Kein Wunder, dass ein so sensibler Mensch wie Barlach, der so ganz an seine Kunst hingegeben war, die Repressalien und Diffamierungen nicht aushielt. Schon die Maßnahmen, die der Reichsbeauftragte für künstlerische Formgebung ihm androhte, kamen einem Berufsverbot gleich. Dann der erzwungene Austritt aus der Akademie der Künste, die Beschlagnahme von Hunderten von Werken aus öffentlichen Sammlungen, der Abriss der Ehrenmale für die Gefallenen des Weltkriegs aus den Kirchen in Magdeburg, Kiel, Hamburg und Güstrow.
Kate denkt daran, mit welchen Gefühlen sie vor einem Jahr in München durch die Ausstellung Entartete Kunst gegangen war.
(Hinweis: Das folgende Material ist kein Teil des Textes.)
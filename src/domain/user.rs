//! Dashboard user model

use chrono::{DateTime, Utc};
use serde::{Deserialize, Serialize};
use sha2::{Digest, Sha256};
use uuid::Uuid;

/// A dashboard user account
#[derive(Debug, Clone, Serialize, Deserialize)]
pub struct User {
    pub id: String,
    pub email: String,
    #[serde(default, skip_serializing)]
    pub password_hash: String,
    pub created_at: DateTime<Utc>,
}

impl User {
    pub fn new(email: impl Into<String>, password: &str) -> Self {
        Self {
            id: Uuid::new_v4().to_string(),
            email: email.into(),
            password_hash: hash_password(password),
            created_at: Utc::now(),
        }
    }

    pub fn verify_password(&self, password: &str) -> bool {
        self.password_hash == hash_password(password)
    }
}

/// SHA-256 hex digest of a password
pub fn hash_password(password: &str) -> String {
    let mut hasher = Sha256::new();
    hasher.update(password.as_bytes());
    hex::encode(hasher.finalize())
}

#[cfg(test)]
mod tests {
    use super::*;

    #[test]
    fn test_password_verification() {
        let user = User::new("admin@example.com", "hunter2");

        assert!(user.verify_password("hunter2"));
        assert!(!user.verify_password("hunter3"));
    }

    #[test]
    fn test_password_hash_not_serialized() {
        let user = User::new("admin@example.com", "hunter2");
        let json = serde_json::to_string(&user).unwrap();

        assert!(!json.contains("password_hash"));
        assert!(json.contains("admin@example.com"));
    }
}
Das Blut konnte einem in den Adern gerinnen! Werke der berühmtesten modernen Künstler wie Klee, Dix, Kokoschka, Corinth, Schwitters, Meidner, Kirchner, Heckei, Schmidt-Rottluff, Radziwill, Schlemmer wurden Werken von Geisteskranken gegenübergestellt und zugunsten der Kunst Geisteskranker höhnisch kommentiert. Kein Wunder, dass das Konzept von der Reichspropagandaleitung, Amtsleitung Kultur bestimmt wurde.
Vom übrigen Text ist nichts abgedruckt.